Lehua M. Taitano (born August 4, 1978) is a Chamoru poet, interdisciplinary artist, and educator. She is an indigenous person of the Mariana Islands, which are referred to as Laguås yan Gani in the Chamorro language.

==Early life and education==
Taitano was born in Hagåtña, Guåhan Guam. She is an indigenous Chamoru (also spelled CHamoru and Chamorro) from the village of Yigu, and her family migrated to a small, rural town in the Appalachian Mountains of North Carolina when she was very young. She attended Appalachian State University as a North Carolina teaching fellow. She played on the women's varsity volleyball team and earned a bachelor's degree in English, with a focus on education. Taitano studied and taught martial arts classes (Shaolin Kung Fu and Tai Chi) before earning an MFA in fiction from the University of Montana.

==Career==
Her work has appeared in World Literature Today, the Academy of American Poets series Poem a Day, Arc Poetry Magazine, Poetry (magazine), Fence, Tayo, Red Ink, Kartika Review, Hawai'i Review, Narrative Witness, Lit Hub, Witness, The Offending Adam, Platte Valley Review, Versal, dislocate, TinFish Journal, Nano Fiction, Storyboard, and A Transpacific Poetics.

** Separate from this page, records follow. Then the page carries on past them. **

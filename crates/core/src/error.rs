//! Domain error model.

use thiserror::Error;

use crate::id::ItemId;

/// Result type used across the domain layer.
pub type DomainResult<T> = Result<T, DomainError>;

/// Domain-level error.
///
/// Keep this focused on deterministic, business/domain failures (bad input,
/// stock rules, missing entities). Storage concerns belong in the infra crate.
#[derive(Debug, Error, Clone, PartialEq, Eq)]
pub enum DomainError {
    /// Input failed validation (missing required field, non-positive quantity, ...).
    #[error("constraint violation: {0}")]
    ConstraintViolation(String),

    /// A movement kind outside RESTOCK / ISSUE / SERVICE.
    #[error("invalid movement kind: {0}")]
    InvalidMovementKind(String),

    /// A decrement would take the on-hand quantity below zero.
    #[error("insufficient stock for item {item_id}: requested {requested}, available {available}")]
    InsufficientStock {
        item_id: ItemId,
        requested: i64,
        available: i64,
    },

    /// A referenced entity does not exist.
    #[error("not found: {0}")]
    NotFound(String),
}

impl DomainError {
    pub fn constraint(msg: impl Into<String>) -> Self {
        Self::ConstraintViolation(msg.into())
    }

    pub fn invalid_kind(kind: impl Into<String>) -> Self {
        Self::InvalidMovementKind(kind.into())
    }

    pub fn not_found(what: impl Into<String>) -> Self {
        Self::NotFound(what.into())
    }
}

Several of her poems have been translated into Swedish by the journal Kritiker.

Taitano has published two books of poetry: A Bell Made of Stones and Inside Me an Island and three chapbooks: appalachiapacific (winner of the H.G. Merriam Frontier Award), Sonoma, and Capacity, which is a digital chapbook of poetry and visual art.

Of A Bell Made of Stones, critics note that Taitano's poetry is among "a new wave of Chamorro and Pacific literature" that forces readers "to engage with the unsettling disconnection and stress of locating a coherent voice and a culturally legible identity/identities in the fragments of loss and daily misrecognitions created by distance, diaspora and resistance to performing so-called hetero-normativity,"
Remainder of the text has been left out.